The moon, Earth’s constant companion in the cosmos, is gradually getting smaller. While imperceptible to the casual observer, the moon’s diameter has contracted by about 150 feet over the last few hundred million years. This slow shrinkage is primarily driven by the cooling of the moon’s interior, causing its surface to wrinkle and shake with moonquakes. As NASA prepares for future lunar missions, understanding the implications of the shrinking moon is becoming increasingly important.
The Science Behind the Shrinking Moon
The moon’s formation, resulting from a cataclysmic collision between early Earth and another protoplanet around 4.5 billion years ago, left it with a molten interior. As the moon’s core has cooled over time, it has caused the lunar body to contract. The moon’s solid crust has had to adapt to this change in volume, leading to the formation of thrust faults – cliff-like ridges created by the crust being pushed together and forced upward.
NASA’s Lunar Reconnaissance Orbiter, in orbit around the moon since 2009, has captured images of these thrust faults across the lunar surface, providing strong evidence of the ongoing contraction. Estimates suggest the moon has shrunk by about 150 feet in diameter over the last few hundred million years, and the process is still ongoing.
Moonquakes: The Seismic Activity of a Shrinking Moon
The active shrinking of the moon is thought to be the cause of seismic activity known as moonquakes. During the Apollo missions between 1969 and 1977, astronauts placed seismometers on the lunar surface, which recorded 28 moonquakes ranging from 2 to 5 on the Richter scale. More recently, scientists have reanalyzed this Apollo-era data using modern algorithms, linking the largest recorded moonquake, a magnitude 5 event near the south pole, to a cluster of young thrust faults.
Moonquakes differ from earthquakes in several ways. They can last much longer, sometimes for hours, compared to Earth’s quakes, which typically last only seconds or minutes. Additionally, due to the moon’s weaker gravity, a quake of the same magnitude will feel much stronger on the moon than on Earth.
Implications for Future Lunar Missions
As NASA prepares for future crewed missions to the moon, such as the Artemis program, the potential impact of moonquakes on lunar infrastructure is a growing concern. The lunar south pole region, which contains permanently shadowed areas that could potentially harbor water ice, is of particular interest for exploration and establishing long-term outposts.

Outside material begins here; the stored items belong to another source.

use std::collections::HashMap;

use crate::{ClassDef, ClassId, ClassKind, Type, TypeEnv, TypeParamDef, TypeVarId};

/// Ids of the classes registered by [`TypeStore::with_minimal_jdk`].
#[derive(Clone, Copy, Debug, PartialEq, Eq)]
pub struct WellKnownTypes {
    pub object: ClassId,
    pub number: ClassId,
    pub string: ClassId,
    pub integer: ClassId,
    pub comparable: ClassId,
    pub collection: ClassId,
    pub list: ClassId,
    pub array_list: ClassId,
    pub int: ClassId,
    pub boolean: ClassId,
}

/// In-memory metadata table.
///
/// Classes can be referenced by name before they are defined ([`TypeStore::intern_class_id`]);
/// such placeholders have a name but no [`ClassDef`] until [`TypeStore::define_class`] runs.
#[derive(Clone, Debug, Default, PartialEq, Eq)]
pub struct TypeStore {
    names: Vec<String>,
    classes: Vec<Option<ClassDef>>,
    by_name: HashMap<String, ClassId>,
    type_params: Vec<TypeParamDef>,
    well_known: Option<WellKnownTypes>,
}

impl TypeStore {
    /// A store pre-populated with a handful of `java.lang`/`java.util` declarations.
    pub fn with_minimal_jdk() -> Self {
        let mut store = Self::default();
        let well_known = store.add_minimal_jdk();
        store.well_known = Some(well_known);
        store
    }

    pub fn well_known(&self) -> Option<WellKnownTypes> {
        self.well_known
    }

    /// Return the id for `name`, allocating a placeholder if it is not known yet.
    pub fn intern_class_id(&mut self, name: &str) -> ClassId {
        if let Some(id) = self.by_name.get(name) {
            return *id;
        }
        let raw: u32 = self
            .names
            .len()
            .try_into()
            .unwrap_or_else(|_| panic!("class table overflow interning `{name}`"));
        let id = ClassId::from_raw(raw);
        self.names.push(name.to_string());
        self.classes.push(None);
        self.by_name.insert(name.to_string(), id);
        id
    }

    pub fn class_id(&self, name: &str) -> Option<ClassId> {
        self.by_name.get(name).copied()
    }

    /// Install `def` for `id`, replacing any previous definition.
    ///
    /// `def.name` becomes the lookup name of `id`. Panics if `id` was not allocated by this store,
    /// or if `def.name` already names a different id.
    pub fn define_class(&mut self, id: ClassId, def: ClassDef) {
        let idx = id.to_raw() as usize;
        if let Some(other) = self.by_name.get(&def.name) {
            if *other != id {
                panic!(
                    "define_class would rename {id:?} to `{}`, already interned as {other:?}",
                    def.name
                );
            }
        }
        let Some(slot) = self.classes.get_mut(idx) else {
            panic!("define_class called with foreign class id {id:?}");
        };
        if self.names[idx] != def.name {
            self.by_name.remove(&self.names[idx]);
            self.by_name.insert(def.name.clone(), id);
            self.names[idx] = def.name.clone();
        }
        *slot = Some(def);
    }

    /// Intern `def.name` and define it. Re-adding a name keeps its id.
    pub fn add_class(&mut self, def: ClassDef) -> ClassId {
        let id = self.intern_class_id(&def.name);
        self.define_class(id, def);
        id
    }

    pub fn add_type_param(&mut self, name: impl Into<String>, owner: ClassId) -> TypeVarId {
        let raw: u32 = self
            .type_params
            .len()
            .try_into()
            .unwrap_or_else(|_| panic!("type parameter table overflow"));
        self.type_params.push(TypeParamDef {
            name: name.into(),
            owner,
        });
        TypeVarId::from_raw(raw)
    }

    pub fn class_mut(&mut self, id: ClassId) -> Option<&mut ClassDef> {
        self.classes.get_mut(id.to_raw() as usize)?.as_mut()
    }

    pub fn is_defined(&self, id: ClassId) -> bool {
        self.class(id).is_some()
    }

    /// All defined classes in id order.
    pub fn classes(&self) -> impl Iterator<Item = (ClassId, &ClassDef)> + '_ {
        self.classes.iter().enumerate().filter_map(|(idx, def)| {
            def.as_ref().map(|def| (ClassId::from_raw(idx as u32), def))
        })
    }

    /// Find a class by binary name, or by simple name when that is unambiguous.
    pub fn find_class(&self, name: &str) -> Option<ClassId> {
        if let Some(id) = self.class_id(name) {
            return Some(id);
        }
        let mut matches = self
            .names
            .iter()
            .enumerate()
            .filter(|(_, candidate)| crate::simple_name(candidate) == name);
        let (idx, _) = matches.next()?;
        if matches.next().is_some() {
            return None;
        }
        Some(ClassId::from_raw(idx as u32))
    }

    fn add_minimal_jdk(&mut self) -> WellKnownTypes {
        let object = self.add_class(ClassDef::empty("java.lang.Object", ClassKind::Class));
        let int = self.add_class(ClassDef::empty("int", ClassKind::Primitive));
        let boolean = self.add_class(ClassDef::empty("boolean", ClassKind::Primitive));
        let object_ty = Type::Concrete(object);

        // interface Comparable<T> { int compareTo(T o); }
        let comparable = self.intern_class_id("java.lang.Comparable");
        let comparable_t = self.add_type_param("T", comparable);
        let mut def = ClassDef::empty("java.lang.Comparable", ClassKind::Interface);
        def.type_params = vec![comparable_t];
        def.methods.push(crate::MethodDef {
            name: "compareTo".to_string(),
            type_params: vec![],
            params: vec![Type::TypeVar(comparable_t)],
            return_type: Some(Type::Concrete(int)),
        });
        self.define_class(comparable, def);

        let mut def = ClassDef::empty("java.lang.Number", ClassKind::Class);
        def.super_class = Some(object_ty.clone());
        let number = self.add_class(def);

        let string = self.intern_class_id("java.lang.String");
        let mut def = ClassDef::empty("java.lang.String", ClassKind::Class);
        def.super_class = Some(object_ty.clone());
        def.interfaces = vec![Type::class(comparable, vec![Type::Concrete(string)])];
        self.define_class(string, def);

        let integer = self.intern_class_id("java.lang.Integer");
        let mut def = ClassDef::empty("java.lang.Integer", ClassKind::Class);
        def.super_class = Some(Type::Concrete(number));
        def.interfaces = vec![Type::class(comparable, vec![Type::Concrete(integer)])];
        self.define_class(integer, def);

        // interface Collection<E> { boolean add(E e); }
        let collection = self.intern_class_id("java.util.Collection");
        let collection_e = self.add_type_param("E", collection);
        let mut def = ClassDef::empty("java.util.Collection", ClassKind::Interface);
        def.type_params = vec![collection_e];
        def.methods.push(crate::MethodDef {
            name: "add".to_string(),
            type_params: vec![],
            params: vec![Type::TypeVar(collection_e)],
            return_type: Some(Type::Concrete(boolean)),
        });
        self.define_class(collection, def);

        // interface List<E> extends Collection<E> { E get(int index); }
        let list = self.intern_class_id("java.util.List");
        let list_e = self.add_type_param("E", list);
        let mut def = ClassDef::empty("java.util.List", ClassKind::Interface);
        def.type_params = vec![list_e];
        def.interfaces = vec![Type::class(collection, vec![Type::TypeVar(list_e)])];
        def.methods.push(crate::MethodDef {
            name: "get".to_string(),
            type_params: vec![],
            params: vec![Type::Concrete(int)],
            return_type: Some(Type::TypeVar(list_e)),
        });
        self.define_class(list, def);

        // class ArrayList<E> implements List<E>
        let array_list = self.intern_class_id("java.util.ArrayList");
        let array_list_e = self.add_type_param("E", array_list);
        let mut def = ClassDef::empty("java.util.ArrayList", ClassKind::Class);
        def.type_params = vec![array_list_e];
        def.super_class = Some(object_ty);
        def.interfaces = vec![Type::class(list, vec![Type::TypeVar(array_list_e)])];
        self.define_class(array_list, def);

        WellKnownTypes {
            object,
            number,
            string,
            integer,
            comparable,
            collection,
            list,
            array_list,
            int,
            boolean,
        }
    }
}

impl TypeEnv for TypeStore {
    fn class(&self, id: ClassId) -> Option<&ClassDef> {
        self.classes.get(id.to_raw() as usize)?.as_ref()
    }

    fn type_param(&self, id: TypeVarId) -> Option<&TypeParamDef> {
        self.type_params.get(id.to_raw() as usize)
    }

    fn class_name(&self, id: ClassId) -> Option<&str> {
        self.names.get(id.to_raw() as usize).map(String::as_str)
    }
}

However, this region is also home to a number of thrust faults and has been the location of powerful moonquakes in the past. A recent study published January 2024 in The Planetary Science Journal, available for download below, found that the continuing lunar shrinkage has led to significant surface warping in the south polar region, including areas proposed for the Artemis III mission.
Modeling of the south polar region has shown that some areas, such as the slopes in the permanently shadowed Shackleton Crater, are particularly susceptible to landslides triggered by even light seismic activity. While the risk posed by moonquakes to short-term missions is considered low, the establishment of long-term lunar outposts will need to take into account the potential hazards associated with the moon’s seismic activity.
The Future of Lunar Exploration
Despite the challenges posed by the shrinking moon and its associated moonquakes, the scientific community remains committed to further lunar exploration. By understanding the processes driving the moon’s contraction and the resulting seismic activity, mission planners can better prepare for the establishment of a sustainable human presence on our celestial neighbor.
The shrinking moon serves as a reminder that even seemingly inactive worlds can hold surprises and challenges for those who seek to explore them. As we continue to unravel the mysteries of the moon and plan for its future exploration, the knowledge gained from studying its slow contraction and seismic activity will prove invaluable.